Cuban revolutionary and dissident (1921–1962)

Osvaldo Ramírez García (6 July 1921 – 16 April 1962) was a Cuban revolutionary and anti-communist rebel. He was a member of the Revolutionary Directorate of 13 March Movement, involved in the overthrow of the Batista regime, and later was involved in the armed resistance to Fidel Castro. He was a member of the National Revolutionary Police Force and after the break with Castro, he was commander of an anti-communist rebel formation, one of the leaders of the Escambray Rebellion. He was killed during the rebellion by government forces.

== Cuban Revolution ==
He was born into a peasant family from the Villa Clara Province. Since his youth he worked as a truck driver. He was dedicated to transporting sugar cane and wood dumped in the Escambray Mountains. Later he was able to rent land. He was married and had two sons and two daughters. Since 1952, Osvaldo Ramírez was opposed to Fulgencio Batista.
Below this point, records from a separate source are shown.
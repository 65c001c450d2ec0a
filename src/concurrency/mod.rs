//! Concurrency control: shard locks, the counter lock and the worker pool.
//!
//! Locks are always taken in the order permission check, counter lock,
//! WAL lock, shard lock(s), and released in reverse. Several shard locks
//! are taken in ascending shard order.
//!
//! Compaction and restore also read or reset the counters while holding
//! shard locks, and the first write to a shard logs its creation to the WAL
//! under that shard's lock. Neither can deadlock as long as the counter and
//! WAL locks are never held while waiting for a shard lock.

mod locks;
mod pool;

pub use locks::{CounterState, Counters, ShardLocks};
pub use pool::{OpHandle, WorkerPool};
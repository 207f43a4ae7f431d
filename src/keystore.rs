//! Keystore provisioning.
//!
//! A keystore is generated at most once per path by shelling out to
//! `keytool`. Existing files are never inspected or regenerated, so a
//! placeholder written while keytool was missing stays in place until it is
//! deleted by hand.

use std::fs;
use std::path::{Component, Path, PathBuf};
use std::process::Command;

use crate::config::{MissingToolPolicy, Settings};
use crate::error::{Error, Result};
use crate::utils::{FileLock, resolve_cmd};

/// Contents of the stub written when keytool is unavailable.
pub const PLACEHOLDER_CONTENTS: &str = "# Placeholder keystore file\n";

const KEY_ALGORITHM: &str = "RSA";
const KEY_SIZE: &str = "2048";
const VALIDITY_DAYS: &str = "10000";

/// State of a keystore file after [`KeystoreProvisioner::ensure_keystore`].
#[derive(Debug, Clone, Copy, PartialEq, Eq)]
pub enum KeystoreState {
    /// A file was already there and was left untouched.
    Existing,
    /// keytool generated a new keystore.
    Generated,
    /// keytool was missing and a placeholder stub was written.
    Placeholder,
}

#[derive(Debug, Clone, PartialEq, Eq)]
pub struct Provisioned {
    pub path: PathBuf,
    pub state: KeystoreState,
}

#[derive(Debug, Clone)]
pub struct KeystoreProvisioner {
    settings: Settings,
}

impl KeystoreProvisioner {
    pub fn new(settings: Settings) -> Self {
        Self { settings }
    }

    /// Turn a recorded keystore path into an absolute location.
    ///
    /// Paths starting with `..` are rebased onto the project root; other
    /// relative paths are taken relative to the base directory.
    pub fn resolve_path(&self, path: &Path) -> PathBuf {
        if path.is_absolute() {
            return path.to_path_buf();
        }
        let mut rest = path.components();
        let mut rebased = false;
        while rest.clone().next() == Some(Component::ParentDir) {
            rest.next();
            rebased = true;
        }
        if rebased {
            return self.settings.project_root.join(rest.as_path());
        }
        self.settings.base_dir.join(path)
    }

    /// Make sure a keystore exists at `path`, generating one for `domain`
    /// if not. Both store and key use `password`.
    pub fn ensure_keystore(
        &self,
        domain: &str,
        path: &Path,
        password: &str,
        alias: &str,
    ) -> Result<Provisioned> {
        let path = self.resolve_path(path);
        if let Some(parent) = path.parent() {
            fs::create_dir_all(parent).map_err(|e| Error::io(parent, e))?;
        }

        let _lock = FileLock::acquire(&keystore_lock_path(&path))?;
        if path.exists() {
            tracing::info!(domain, keystore = %path.display(), "keystore already exists");
            return Ok(Provisioned {
                path,
                state: KeystoreState::Existing,
            });
        }

        let keytool = match resolve_cmd(&self.settings.keytool) {
            Ok(keytool) => keytool,
            Err(err) => return self.handle_missing_tool(domain, path, err),
        };

        let dname = self.settings.dname.render(domain);
        let output = Command::new(&keytool)
            .args(["-genkeypair", "-v", "-keystore"])
            .arg(&path)
            .args(["-alias", alias])
            .args(["-keyalg", KEY_ALGORITHM])
            .args(["-keysize", KEY_SIZE])
            .args(["-validity", VALIDITY_DAYS])
            .args(["-storepass", password])
            .args(["-keypass", password])
            .args(["-dname", &dname])
            .output()
            .map_err(|e| Error::io(&keytool, e))?;

        if !output.status.success() {
            // keytool may leave a truncated store behind; don't let it count
            // as provisioned on the next run.
            let _ = fs::remove_file(&path);
            let stderr = String::from_utf8_lossy(&output.stderr).trim().to_string();
            tracing::error!(domain, status = %output.status, "keytool failed: {stderr}");
            return Err(Error::KeytoolFailed {
                status: output.status,
                stderr,
            });
        }

        tracing::info!(domain, keystore = %path.display(), "generated keystore");
        Ok(Provisioned {
            path,
            state: KeystoreState::Generated,
        })
    }

    fn handle_missing_tool(&self, domain: &str, path: PathBuf, err: Error) -> Result<Provisioned> {
        match self.settings.missing_keytool {
            MissingToolPolicy::Fail => Err(err),
            MissingToolPolicy::Placeholder => {
                tracing::warn!(
                    domain,
                    keystore = %path.display(),
                    "{err}; writing placeholder keystore"
                );
                fs::write(&path, PLACEHOLDER_CONTENTS).map_err(|e| Error::io(&path, e))?;
                Ok(Provisioned {
                    path,
                    state: KeystoreState::Placeholder,
                })
            }
        }
    }
}

/// Lock file guarding generation of the keystore at `path`. Locks are kept
/// together in a `.locks` directory beside the keystores and are not removed.
fn keystore_lock_path(path: &Path) -> PathBuf {
    let mut name = path.file_name().unwrap_or_default().to_os_string();
    name.push(".lock");
    path.parent()
        .unwrap_or(Path::new("."))
        .join(".locks")
        .join(name)
}

/// True when `path` holds the stub written in place of a real keystore.
pub fn is_placeholder(path: &Path) -> bool {
    fs::read(path).is_ok_and(|bytes| bytes == PLACEHOLDER_CONTENTS.as_bytes())
}
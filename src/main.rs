use anyhow::{Context, Result};
use clap::{Parser, Subcommand};
use std::path::PathBuf;
use std::process::ExitCode;
use tracing_subscriber::EnvFilter;

use apk_domain_config::utils::write_properties;
use apk_domain_config::{ConfigStore, MissingToolPolicy, PathStyle, Settings, store};

#[derive(Parser, Debug)]
#[command(
    name = "apk_domain_config",
    about = "Derive and cache per-domain package names and signing keystores"
)]
struct Cli {
    /// Directory holding the config document and keystores
    #[arg(long, default_value = ".")]
    base_dir: PathBuf,

    /// Settings file (defaults to <base-dir>/apk_domain_config.toml if present)
    #[arg(long)]
    config: Option<PathBuf>,

    /// How keystore paths are recorded in the config document
    #[arg(long, value_enum)]
    path_style: Option<PathStyle>,

    /// What to do when keytool is not installed
    #[arg(long, value_enum)]
    missing_keytool: Option<MissingToolPolicy>,

    /// keytool command name or path
    #[arg(long)]
    keytool: Option<String>,

    /// Enable debug logging
    #[arg(short, long)]
    verbose: bool,

    #[command(subcommand)]
    command: Commands,
}

#[derive(Subcommand, Debug)]
enum Commands {
    /// Print the config for a URL, creating it on first use
    Get {
        url: String,

        /// Also write a Gradle key.properties file here
        #[arg(long)]
        key_properties: Option<PathBuf>,
    },
    /// Print the derived config for a URL without storing anything
    Derive { url: String },
    /// List configured domains and their package names
    List,
    /// Remove a domain's config (its keystore file is kept)
    Remove { domain: String },
}

fn setup_logging(verbose: bool) {
    let default_level = if verbose { "debug" } else { "info" };
    let filter =
        EnvFilter::try_from_default_env().unwrap_or_else(|_| EnvFilter::new(default_level));
    tracing_subscriber::fmt()
        .with_env_filter(filter)
        .with_target(false)
        .with_writer(std::io::stderr)
        .init();
}

fn load_settings(cli: &Cli) -> Result<Settings> {
    let mut settings = Settings::load(&cli.base_dir, cli.config.as_deref())
        .with_context(|| format!("Failed to load settings for {}", cli.base_dir.display()))?;
    if let Some(style) = cli.path_style {
        settings.path_style = style;
    }
    if let Some(policy) = cli.missing_keytool {
        settings.missing_keytool = policy;
    }
    if let Some(keytool) = &cli.keytool {
        settings.keytool = keytool.clone();
    }
    Ok(settings)
}

fn run(cli: Cli) -> Result<ExitCode> {
    let settings = load_settings(&cli)?;

    match cli.command {
        Commands::Get {
            url,
            key_properties,
        } => {
            let mut store = ConfigStore::open(settings);
            let config = store
                .get_or_create(&url)
                .with_context(|| format!("Failed to get config for {url}"))?;
            if let Some(path) = key_properties {
                write_properties(&path, &config.key_properties())
                    .with_context(|| format!("Failed to write {}", path.display()))?;
                tracing::info!(file = %path.display(), "wrote key.properties");
            }
            println!("{}", serde_json::to_string_pretty(&config)?);
        }
        Commands::Derive { url } => {
            let config = store::derive(&url, &settings)
                .with_context(|| format!("Failed to derive config for {url}"))?;
            println!("{}", serde_json::to_string_pretty(&config)?);
        }
        Commands::List => {
            let store = ConfigStore::open(settings);
            let mut entries = store.entries().peekable();
            if entries.peek().is_none() {
                println!("No domains configured");
            }
            for config in entries {
                println!("{} -> {}", config.domain, config.package_name);
            }
        }
        Commands::Remove { domain } => {
            let mut store = ConfigStore::open(settings);
            if !store.remove(&domain)? {
                eprintln!("Domain not found: {domain}");
                return Ok(ExitCode::FAILURE);
            }
            println!("Removed domain: {domain}");
        }
    }
    Ok(ExitCode::SUCCESS)
}

fn main() -> ExitCode {
    let cli = Cli::parse();
    setup_logging(cli.verbose);

    match run(cli) {
        Ok(code) => code,
        Err(e) => {
            eprintln!("Error: {e:#}");
            ExitCode::FAILURE
        }
    }
}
He entered the Revolutionary Directory on 13 March. Ramírez transported weapons in his truck and participated in armed attacks against government targets. During the fighting with Batista's troops in 1958, he was one of the commanders of the Second National Front of Escambray. He served under the command of Eloy Gutiérrez Menoyo and William Alexander Morgan.

After the victory of the Cuban Revolution, Ramírez joined the new National Revolutionary Police of Cuba. He held the officer rank of captain. He was appointed commander of the Castillo del Príncipe prison in Havana.

Osvaldo Ramírez was a staunch anti-communist. By 1959, he came into conflict with the new Cuban authorities. He condemned the expropriation of agricultural land and the brutality of political repression. As a government official, he attempted to resist expropriations and redistribution of land in the town of Caracousse near Trinidad. He harshly criticized Raúl Castro and Che Guevara for the brutality of order in the Castillo del Príncipe. Later, representatives of the communist authorities explained Ramírez's position with "individualistic ambitions."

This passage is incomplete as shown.